### Records shown
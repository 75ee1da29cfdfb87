// 分项得分：先截断到 [0, cap] 再按权重缩放

pub const REVENUE_WEIGHT: f64 = 30.0;
pub const REVENUE_PER_UNIT_CAP: f64 = 1000.0;

pub const TURNOVER_WEIGHT: f64 = 25.0;
pub const TURNOVER_CAP: f64 = 10.0;

pub const STOCK_WEIGHT: f64 = 25.0;
/// 库存健康度上限：超过 2 倍再订货点视为完全充足
pub const STOCK_HEALTH_CAP: f64 = 2.0;

pub const LEAD_TIME_WEIGHT: f64 = 20.0;
pub const LEAD_TIME_CAP_DAYS: f64 = 30.0;

pub(super) fn revenue_score(revenue_per_unit: f64) -> f64 {
    (revenue_per_unit / REVENUE_PER_UNIT_CAP).min(1.0) * REVENUE_WEIGHT
}

pub(super) fn turnover_score(turnover_ratio: f64) -> f64 {
    (turnover_ratio / TURNOVER_CAP).min(1.0) * TURNOVER_WEIGHT
}

/// 库存越低于再订货点得分越高；stock_health = 1 时恰为 STOCK_WEIGHT
pub(super) fn stock_score(stock_health: f64) -> f64 {
    (STOCK_HEALTH_CAP - stock_health.min(STOCK_HEALTH_CAP)) * STOCK_WEIGHT
}

pub(super) fn lead_risk_score(lead_time_days: f64) -> f64 {
    (lead_time_days / LEAD_TIME_CAP_DAYS).min(1.0) * LEAD_TIME_WEIGHT
}
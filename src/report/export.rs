// ==========================================
// SCM 推荐系统 - 结果导出
// ==========================================
// 职责: 写出报告文本、排序简报 CSV、跳过清单 JSON
// ==========================================

use crate::domain::brief::{RankedBrief, SkippedSku};
use crate::engine::priority::PriorityScorer;
use serde::Serialize;
use std::fs;
use std::io::Write;
use std::path::Path;
use thiserror::Error;

#[derive(Error, Debug)]
pub enum ExportError {
    #[error("文件写入失败: {0}")]
    Io(#[from] std::io::Error),

    #[error("CSV 写入失败: {0}")]
    Csv(#[from] csv::Error),

    #[error("JSON 序列化失败: {0}")]
    Json(#[from] serde_json::Error),
}

/// CSV 行（展平后的排序条目）
#[derive(Debug, Serialize)]
struct BriefCsvRow<'a> {
    rank: usize,
    sku: &'a str,
    product_type: &'a str,
    priority_score: f64,
    priority_level: &'static str,
    turnover_ratio: f64,
    daily_demand: f64,
    reorder_point: f64,
    safety_stock: f64,
    revenue_per_unit: f64,
    stock_level: i64,
    lead_time_days: f64,
    primary_factor: &'static str,
    /// 评分原因 JSON
    score_reason: String,
}

fn ensure_parent(path: &Path) -> Result<(), ExportError> {
    if let Some(parent) = path.parent() {
        if !parent.as_os_str().is_empty() {
            fs::create_dir_all(parent)?;
        }
    }
    Ok(())
}

pub fn write_report_text(path: &Path, report: &str) -> Result<(), ExportError> {
    ensure_parent(path)?;
    fs::write(path, report)?;
    Ok(())
}

/// 写出排序简报
pub fn write_brief_csv_to<W: Write>(writer: W, brief: &RankedBrief) -> Result<(), ExportError> {
    let scorer = PriorityScorer::new();
    let mut wtr = csv::Writer::from_writer(writer);
    for entry in &brief.entries {
        wtr.serialize(BriefCsvRow {
            rank: entry.rank,
            sku: &entry.sku,
            product_type: &entry.product_type,
            priority_score: entry.priority.score,
            priority_level: entry.priority.level.as_str(),
            turnover_ratio: entry.metrics.turnover_ratio,
            daily_demand: entry.metrics.daily_demand,
            reorder_point: entry.metrics.reorder_point,
            safety_stock: entry.metrics.safety_stock,
            revenue_per_unit: entry.metrics.revenue_per_unit,
            stock_level: entry.stock_level,
            lead_time_days: entry.lead_time_days,
            primary_factor: entry.priority.breakdown.primary_factor(),
            score_reason: scorer.generate_score_reason(&entry.priority),
        })?;
    }
    wtr.flush()?;
    Ok(())
}

pub fn write_brief_csv(path: &Path, brief: &RankedBrief) -> Result<(), ExportError> {
    ensure_parent(path)?;
    write_brief_csv_to(fs::File::create(path)?, brief)
}

pub fn write_skipped_json(path: &Path, skipped: &[SkippedSku]) -> Result<(), ExportError> {
    ensure_parent(path)?;
    let json = serde_json::to_string_pretty(skipped)?;
    fs::write(path, json)?;
    Ok(())
}
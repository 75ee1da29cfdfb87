// ==========================================
// SCM 推荐系统 - 性能观测
// ==========================================
// 职责:
// - SQL 语句计数 + 慢查询日志（rusqlite trace/profile 钩子）
// - 阶段耗时统计（StageTimer）
// 开关: PipelineConfig.sql_profile / slow_sql_ms
// ==========================================

use rusqlite::Connection;
use std::cell::Cell;
use std::sync::atomic::{AtomicU64, Ordering};
use std::time::{Duration, Instant};

// 钩子是裸函数指针，阈值只能走全局
static SLOW_SQL_THRESHOLD_MS: AtomicU64 = AtomicU64::new(0);

thread_local! {
    static SQL_COUNT: Cell<u64> = Cell::new(0);
    static SLOW_SQL_COUNT: Cell<u64> = Cell::new(0);
}

/// SQL 观测参数
#[derive(Debug, Clone, Copy, PartialEq, Eq)]
pub struct SqlProfile {
    pub enabled: bool,
    pub slow_ms: u64,
}

impl SqlProfile {
    pub fn disabled() -> Self {
        Self {
            enabled: false,
            slow_ms: 0,
        }
    }
}

/// 在连接上安装 trace/profile 钩子
///
/// 关闭时显式清理钩子，避免复用连接残留回调
pub fn install_sql_profile(conn: &mut Connection, profile: SqlProfile) {
    if !profile.enabled {
        conn.trace(None);
        conn.profile(None);
        return;
    }

    SLOW_SQL_THRESHOLD_MS.store(profile.slow_ms, Ordering::Relaxed);
    conn.trace(Some(on_sql_trace));
    conn.profile(Some(on_sql_profile));
}

fn on_sql_trace(_sql: &str) {
    SQL_COUNT.with(|c| c.set(c.get().saturating_add(1)));
}

fn on_sql_profile(sql: &str, duration: Duration) {
    let ms = duration.as_millis() as u64;
    let threshold = SLOW_SQL_THRESHOLD_MS.load(Ordering::Relaxed);
    if threshold == 0 || ms < threshold {
        return;
    }

    tracing::warn!(
        target: "slow_sql",
        duration_ms = ms,
        sql = %shorten_sql(sql, 400),
        "慢查询"
    );
    SLOW_SQL_COUNT.with(|c| c.set(c.get().saturating_add(1)));
}

fn shorten_sql(sql: &str, max_chars: usize) -> String {
    let flat = sql.split_whitespace().collect::<Vec<_>>().join(" ");
    if flat.chars().count() <= max_chars {
        return flat;
    }
    let head: String = flat.chars().take(max_chars).collect();
    format!("{}…", head)
}

/// 阶段计时 Guard：drop 时输出耗时 + 本线程 SQL 数 + 慢 SQL 数
///
/// ```ignore
/// let _timer = scm_recommender::perf::StageTimer::new("pipeline.fetch");
/// ```
pub struct StageTimer {
    stage: &'static str,
    start: Instant,
    sql_start: u64,
    slow_sql_start: u64,
}

impl StageTimer {
    pub fn new(stage: &'static str) -> Self {
        Self {
            stage,
            start: Instant::now(),
            sql_start: SQL_COUNT.with(|c| c.get()),
            slow_sql_start: SLOW_SQL_COUNT.with(|c| c.get()),
        }
    }

    pub fn elapsed(&self) -> Duration {
        self.start.elapsed()
    }
}

impl Drop for StageTimer {
    fn drop(&mut self) {
        let sql_count = SQL_COUNT
            .with(|c| c.get())
            .saturating_sub(self.sql_start);
        let slow_sql_count = SLOW_SQL_COUNT
            .with(|c| c.get())
            .saturating_sub(self.slow_sql_start);

        tracing::debug!(
            target: "perf",
            stage = self.stage,
            elapsed_ms = self.start.elapsed().as_millis() as u64,
            sql_count,
            slow_sql_count,
            "阶段完成"
        );
    }
}
// ==========================================
// SCM 推荐系统 - 查询表达式
// ==========================================
// 职责: SKU 查询的两种形态（结构化过滤 / 原始只读 SQL）与 SQL 构建
// 约束: 过滤值一律走参数绑定，表名只允许普通标识符
// ==========================================

use crate::domain::sku::columns;
use crate::repository::error::{RepositoryError, RepositoryResult};
use rusqlite::types::Value;
use serde::{Deserialize, Serialize};

/// 结构化过滤条件（全部为可选，空过滤器 = 全表）
#[derive(Debug, Clone, Default, PartialEq, Eq, Serialize, Deserialize)]
pub struct SkuFilter {
    /// 产品类型（精确匹配）
    pub product_type: Option<String>,
    /// 指定 SKU 列表（空 = 不限制）
    #[serde(default)]
    pub skus: Vec<String>,
    /// 最低销量
    pub min_units_sold: Option<i64>,
    /// 最多返回条数
    pub limit: Option<usize>,
}

impl SkuFilter {
    pub fn all() -> Self {
        Self::default()
    }

    pub fn product_type(mut self, product_type: &str) -> Self {
        self.product_type = Some(product_type.to_string());
        self
    }

    pub fn sku(mut self, sku: &str) -> Self {
        self.skus.push(sku.to_string());
        self
    }

    pub fn min_units_sold(mut self, min: i64) -> Self {
        self.min_units_sold = Some(min);
        self
    }

    pub fn limit(mut self, limit: usize) -> Self {
        self.limit = Some(limit);
        self
    }
}

/// SKU 查询表达式
#[derive(Debug, Clone, PartialEq, Eq, Serialize, Deserialize)]
pub enum SkuQuery {
    /// 结构化过滤（参数化 SELECT）
    Filter(SkuFilter),
    /// 原始只读 SQL（SELECT / WITH）
    Sql(String),
}

impl Default for SkuQuery {
    fn default() -> Self {
        SkuQuery::Filter(SkuFilter::default())
    }
}

impl From<SkuFilter> for SkuQuery {
    fn from(filter: SkuFilter) -> Self {
        SkuQuery::Filter(filter)
    }
}

/// 判断是否为普通 SQL 标识符: [A-Za-z_][A-Za-z0-9_]*
pub fn is_plain_identifier(name: &str) -> bool {
    let mut chars = name.chars();
    match chars.next() {
        Some(c) if c.is_ascii_alphabetic() || c == '_' => {}
        _ => return false,
    }
    chars.all(|c| c.is_ascii_alphanumeric() || c == '_')
}

/// 校验表名
pub fn validate_table_name(table_name: &str) -> RepositoryResult<()> {
    if is_plain_identifier(table_name) {
        Ok(())
    } else {
        Err(RepositoryError::InvalidTableName(table_name.to_string()))
    }
}

/// 去掉开头的空白与 SQL 注释
fn strip_leading_comments(sql: &str) -> &str {
    let mut rest = sql.trim_start();
    loop {
        if let Some(after) = rest.strip_prefix("--") {
            rest = match after.find('\n') {
                Some(pos) => after[pos + 1..].trim_start(),
                None => "",
            };
        } else if let Some(after) = rest.strip_prefix("/*") {
            rest = match after.find("*/") {
                Some(pos) => after[pos + 2..].trim_start(),
                None => "",
            };
        } else {
            return rest;
        }
    }
}

/// 原始 SQL 的首关键字检查
///
/// 只接受 SELECT / WITH 开头的语句；执行前仍需由 SQLite 判定语句只读
/// （`WITH ... DELETE` 之类在 prepare 之后拦截）。
pub fn check_read_only_prefix(sql: &str) -> RepositoryResult<()> {
    let body = strip_leading_comments(sql);
    if body.is_empty() {
        return Err(RepositoryError::DatabaseQueryError("查询语句为空".to_string()));
    }

    let keyword: String = body
        .chars()
        .take_while(|c| c.is_ascii_alphabetic())
        .collect::<String>()
        .to_uppercase();

    match keyword.as_str() {
        "SELECT" | "WITH" => Ok(()),
        "" => Err(RepositoryError::DatabaseQueryError(format!(
            "无法识别的查询语句: {}",
            body.chars().take(40).collect::<String>()
        ))),
        other => Err(RepositoryError::UnsupportedOperation(format!(
            "仅允许 SELECT/WITH 查询，实际为 {}",
            other
        ))),
    }
}

/// 构建结构化过滤 SQL 及其绑定参数
///
/// # 返回
/// - (sql, params): 参数按 `?` 出现顺序排列
pub fn build_filter_sql(table_name: &str, filter: &SkuFilter) -> RepositoryResult<(String, Vec<Value>)> {
    validate_table_name(table_name)?;

    let mut conditions: Vec<String> = Vec::new();
    let mut params: Vec<Value> = Vec::new();

    if let Some(product_type) = &filter.product_type {
        conditions.push(format!("\"{}\" = ?", columns::PRODUCT_TYPE));
        params.push(Value::Text(product_type.clone()));
    }

    if !filter.skus.is_empty() {
        let placeholders = vec!["?"; filter.skus.len()].join(", ");
        conditions.push(format!("\"{}\" IN ({})", columns::SKU, placeholders));
        params.extend(filter.skus.iter().cloned().map(Value::Text));
    }

    if let Some(min) = filter.min_units_sold {
        conditions.push(format!("\"{}\" >= ?", columns::UNITS_SOLD));
        params.push(Value::Integer(min));
    }

    let mut sql = format!("SELECT * FROM \"{}\"", table_name);
    if !conditions.is_empty() {
        sql.push_str(" WHERE ");
        sql.push_str(&conditions.join(" AND "));
    }
    sql.push_str(&format!(" ORDER BY \"{}\" ASC", columns::SKU));

    if let Some(limit) = filter.limit {
        sql.push_str(" LIMIT ?");
        params.push(Value::Integer(limit.min(i64::MAX as usize) as i64));
    }

    Ok((sql, params))
}
// ==========================================
// SCM 推荐系统 - 流水线编排器
// ==========================================
// 主流程: FETCHING → SCORING → RANKING → HANDOFF → DONE
// FAILED 只能由 FETCHING 进入（查询失败）
// ==========================================
// 红线:
// - 单个 SKU 计算失败只记入跳过清单，不中断整批
// - 报告生成失败原样返回，不合成部分报告
// ==========================================

use crate::config::PipelineConfig;
use crate::domain::brief::{BriefSummary, RankedBrief, ScoredSku, SkippedSku};
use crate::domain::sku::SkuRecord;
use crate::domain::types::{PipelineStage, PriorityLevel};
use crate::engine::metrics::MetricsCalculator;
use crate::engine::priority::PriorityScorer;
use crate::engine::ranking::PriorityRanker;
use crate::perf::StageTimer;
use crate::report::{build_generator, ReportError, ReportGenerator};
use crate::repository::{RepositoryError, SkuQuery, SkuRepository, SkuSource};
use chrono::{DateTime, Utc};
use rayon::prelude::*;
use serde::{Deserialize, Serialize};
use std::collections::BTreeMap;
use std::sync::Arc;
use std::time::Instant;
use thiserror::Error;
use tracing::{debug, error, info, warn};

// ==========================================
// PipelineError - 流水线错误
// ==========================================
#[derive(Error, Debug)]
pub enum PipelineError {
    #[error("数据查询失败: {0}")]
    Query(#[from] RepositoryError),

    #[error("报告生成失败: {0}")]
    ReportGeneration(#[from] ReportError),

    #[error("非法的阶段转换: {from} -> {to}")]
    InvalidStateTransition {
        from: PipelineStage,
        to: PipelineStage,
    },

    #[error("流水线配置错误: {0}")]
    Config(String),

    #[error("内部错误: {0}")]
    Internal(String),
}

// ==========================================
// 阶段记录
// ==========================================
#[derive(Debug, Clone, Copy, PartialEq, Eq, Serialize, Deserialize)]
pub struct StageRecord {
    pub stage: PipelineStage,
    pub at: DateTime<Utc>,
}

/// 单次运行的阶段状态机
#[derive(Debug, Clone)]
pub struct PipelineRun {
    run_id: String,
    stage: PipelineStage,
    history: Vec<StageRecord>,
}

impl PipelineRun {
    /// 新运行，初始阶段为 FETCHING
    pub fn start() -> Self {
        Self {
            run_id: uuid::Uuid::new_v4().to_string(),
            stage: PipelineStage::Fetching,
            history: vec![StageRecord {
                stage: PipelineStage::Fetching,
                at: Utc::now(),
            }],
        }
    }

    pub fn run_id(&self) -> &str {
        &self.run_id
    }

    pub fn stage(&self) -> PipelineStage {
        self.stage
    }

    pub fn history(&self) -> &[StageRecord] {
        &self.history
    }

    /// 阶段转换
    ///
    /// # 返回
    /// - Err(InvalidStateTransition): 转换不在允许集合内，阶段保持不变
    pub fn transition(&mut self, next: PipelineStage) -> Result<(), PipelineError> {
        if !self.stage.can_transition_to(next) {
            return Err(PipelineError::InvalidStateTransition {
                from: self.stage,
                to: next,
            });
        }

        debug!(run_id = %self.run_id, from = %self.stage, to = %next, "阶段转换");
        self.stage = next;
        self.history.push(StageRecord {
            stage: next,
            at: Utc::now(),
        });
        Ok(())
    }

    fn into_history(self) -> Vec<StageRecord> {
        self.history
    }
}

// ==========================================
// PipelineOutcome - 运行结果
// ==========================================
#[derive(Debug, Clone)]
pub struct PipelineOutcome {
    pub run_id: String,
    /// 报告生成方返回的文本
    pub report: String,
    pub brief: RankedBrief,
    /// 跳过清单（SKU、错误类型、说明）
    pub skipped: Vec<SkippedSku>,
    pub stage_history: Vec<StageRecord>,
}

### Instructions to follow
Each line from the top of the entries above through the line containing "pub(super) fn revenue_score(revenue_per_unit: f64)" must be transcribed exactly, and no other line may appear.

### Written response
repository 75ee1da29cfdfb87
// 分项得分：先截断到 [0, cap] 再按权重缩放

pub const REVENUE_WEIGHT: f64 = 30.0;
pub const REVENUE_PER_UNIT_CAP: f64 = 1000.0;

pub const TURNOVER_WEIGHT: f64 = 25.0;
pub const TURNOVER_CAP: f64 = 10.0;

pub const STOCK_WEIGHT: f64 = 25.0;
/// 库存健康度上限：超过 2 倍再订货点视为完全充足
pub const STOCK_HEALTH_CAP: f64 = 2.0;

pub const LEAD_TIME_WEIGHT: f64 = 20.0;
pub const LEAD_TIME_CAP_DAYS: f64 = 30.0;

pub(super) fn revenue_score(revenue_per_unit: f64) -> f64 {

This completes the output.